Saturday, March 7, 2015

Come, Holy Spirit

I want You, Holy Spirit.  The You that makes me feel touched and tender.  The You that makes me feel listened to and understood.  The You that makes me feel strong and brave in the face of adversity.  The You that takes my worries away and makes my heart feel peace.  Yes, I want more of You, Holy Spirit!  The You that makes me FEEL.

But, Holy Spirit, what I am afraid of is the You that calls me to do. The You that asks me to die to myself and leave my comfort zone.  The You that requires self-sacrifice and self-discipline.  The You that pushes me to humble myself to a level I thought neither possible nor necessary.  The You that stretches me to the point that it hurts.  The You that wants me to reach-out and speak-out; to scoop up and love; to bow down and serve; to give and give and give.  Yes, it's true. I'm afraid I could never live up to the You that calls me to DO.

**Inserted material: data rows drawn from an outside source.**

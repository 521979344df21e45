use super::Session;
use crate::{
    libs::{messages::Message, query::ListFilter, view::View},
    msg_info, msg_print,
};
use anyhow::Result;
use clap::Args;

#[derive(Debug, Args)]
pub struct ListArgs {
    /// Show all tasks including completed ones
    #[arg(short, long)]
    all: bool,

    /// Show only completed tasks
    #[arg(short, long)]
    completed: bool,

    /// Filter tasks by tag
    #[arg(short, long)]
    tag: Option<String>,

    /// Include archived tasks
    #[arg(long)]
    archived: bool,
}

pub fn cmd(args: ListArgs) -> Result<()> {
    let session = Session::open()?;
    let filter = ListFilter::new(args.all, args.completed, args.tag.clone(), args.archived);
    let tasks = session.manager.list(&filter);

    if tasks.is_empty() {
        msg_info!(Message::NoTasksFound);
        return Ok(());
    }

    let scope = if args.all {
        Message::AllTasksHeader
    } else if args.completed {
        Message::CompletedTasksHeader
    } else {
        Message::PendingTasksHeader
    };
    match args.tag {
        Some(tag) => msg_print!(Message::TaggedTasksHeader(scope.to_string(), tag), true),
        None => msg_print!(scope, true),
    }
    View::tasks(&tasks, &session.display())
}
//! # Taskforge - local task tracking from the command line
//!
//! Keeps a personal task list in a single JSON file and manages it through
//! short commands.
//!
//! ## Features
//!
//! - **Task Records**: Title, description, priority, due date, tags and file attachments
//! - **Prefix Lookup**: Any unique leading part of an id selects a task
//! - **Lifecycle**: Complete, archive and restore without losing history
//! - **Scheduling**: Snooze due dates by `1d2h30m`-style durations, bump priorities
//! - **Backup**: JSON export and a merging import that never overwrites
//!
//! ## Usage
//!
//! ```rust,no_run
//! use taskforge::commands::Cli;
//!
//! fn main() -> anyhow::Result<()> {
//!     Cli::menu()
//! }
//! ```

pub mod commands;
pub mod db;
pub mod libs;
use super::Session;
use crate::{
    libs::{
        messages::Message,
        parse::{parse_datetime, parse_tags},
        task::{NewTask, Priority},
        view::View,
    },
    msg_success,
};
use anyhow::Result;
use clap::Args;

#[derive(Debug, Args)]
pub struct AddArgs {
    /// The title of the task
    title: String,

    /// Task description
    #[arg(short, long = "desc")]
    description: Option<String>,

    /// Task priority; the configured default when omitted
    #[arg(short, long, value_enum)]
    priority: Option<Priority>,

    /// Due date, e.g. '2025-05-10 14:00' or 'tomorrow'
    #[arg(long)]
    due: Option<String>,

    /// Comma-separated list of tags
    #[arg(short, long)]
    tags: Option<String>,
}

pub fn cmd(args: AddArgs) -> Result<()> {
    let mut session = Session::open()?;
    let now = session.manager.now();

    let draft = NewTask {
        title: args.title,
        description: args.description,
        priority: args.priority.unwrap_or(session.config.default_priority),
        due: args.due.as_deref().map(|due| parse_datetime(due, now)).transpose()?,
        tags: args.tags.as_deref().map(parse_tags).unwrap_or_default(),
    };
    let task = session.manager.add(draft)?;

    msg_success!(Message::TaskCreated(task.id.clone()));
    View::task_details(&task, &session.display(), now)
}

But, oh, how I do want to be useful to You.  The You that transforms, renews, and breathes new life! The You that restores and redeems and refreshes.  The You that opens blind eyes, heals hurt hearts and changes stubborn minds.  Yes, I want to be used by You!  The You that makes everything NEW.

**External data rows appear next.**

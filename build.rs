use std::env;
use std::fs::{self, File};
use std::io::{self, Write};
use std::path::Path;
use toml::Value;

struct AppMetadata {
    file: std::fs::File,
}

impl AppMetadata {
    pub fn new() -> io::Result<Self> {
        let out_dir = env::var("OUT_DIR").map_err(|e| io::Error::new(io::ErrorKind::NotFound, e))?;
        let dest_path = Path::new(&out_dir).join("app_metadata.rs");
        let file = File::create(&dest_path)?;
        Ok(Self { file })
    }

    pub fn write(&mut self, key: &str, value: &str) -> io::Result<()> {
        write!(
            self.file,
            "#[allow(unused)]\npub const APP_METADATA_{}: &str = \"{}\";\n",
            &key.to_uppercase(),
            &value
        )
    }
}

fn main() -> io::Result<()> {
    println!("cargo:rerun-if-changed=Cargo.toml");

    let cargo_toml = fs::read_to_string("Cargo.toml")?;
    let cargo_toml: Value = toml::from_str(&cargo_toml).map_err(|e| io::Error::new(io::ErrorKind::InvalidData, e))?;

    let mut app_metadata = AppMetadata::new()?;
    app_metadata.write("NAME", &env::var("CARGO_PKG_NAME").unwrap_or_else(|_| "taskforge".to_string()))?;
    app_metadata.write("VERSION", &env::var("CARGO_PKG_VERSION").unwrap_or_default())?;

    // Every string under [package.metadata] becomes an APP_METADATA_<KEY> constant
    if let Some(metadata) = cargo_toml.get("package").and_then(|pkg| pkg.get("metadata")).and_then(|meta| meta.as_table()) {
        for (key, value) in metadata {
            if let Some(value) = value.as_str() {
                app_metadata.write(key, value)?;
            }
        }
    }

    Ok(())
}
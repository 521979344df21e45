//! User-facing text for the whole application.
//!
//! Every string that reaches the terminal is a [`Message`] variant rendered
//! through its `Display` impl, and printed with the `msg_*!` macros.

pub mod display;
pub mod macros;
pub mod types;

pub use types::Message;
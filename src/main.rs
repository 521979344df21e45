use std::process::ExitCode;
use taskforge::{commands::Cli, libs::messages::macros::is_debug_mode, msg_error};
use tracing_subscriber::EnvFilter;

fn main() -> ExitCode {
    if is_debug_mode() {
        let filter = EnvFilter::try_from_default_env().unwrap_or_else(|_| EnvFilter::new("taskforge=debug"));
        tracing_subscriber::fmt().with_env_filter(filter).with_writer(std::io::stderr).init();
    }

    match Cli::menu() {
        Ok(()) => ExitCode::SUCCESS,
        Err(error) => {
            msg_error!(error);
            ExitCode::FAILURE
        }
    }
}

I desperately need You, Holy Spirit.  The You that gives me guidance and wisdom to choose the right path.  The You that gives discernment to see beyond the obvious of what is being done and said.  The You that gives conviction of sin along with the desire and foresight to steer clear.  The You that patiently gives reminders of the things you have already taught me and showed me and brought me through.  The You that gives comfort to my heart and freedom to my soul.  Yes, I surely do desperately need You. The You that gives and gives and GIVES.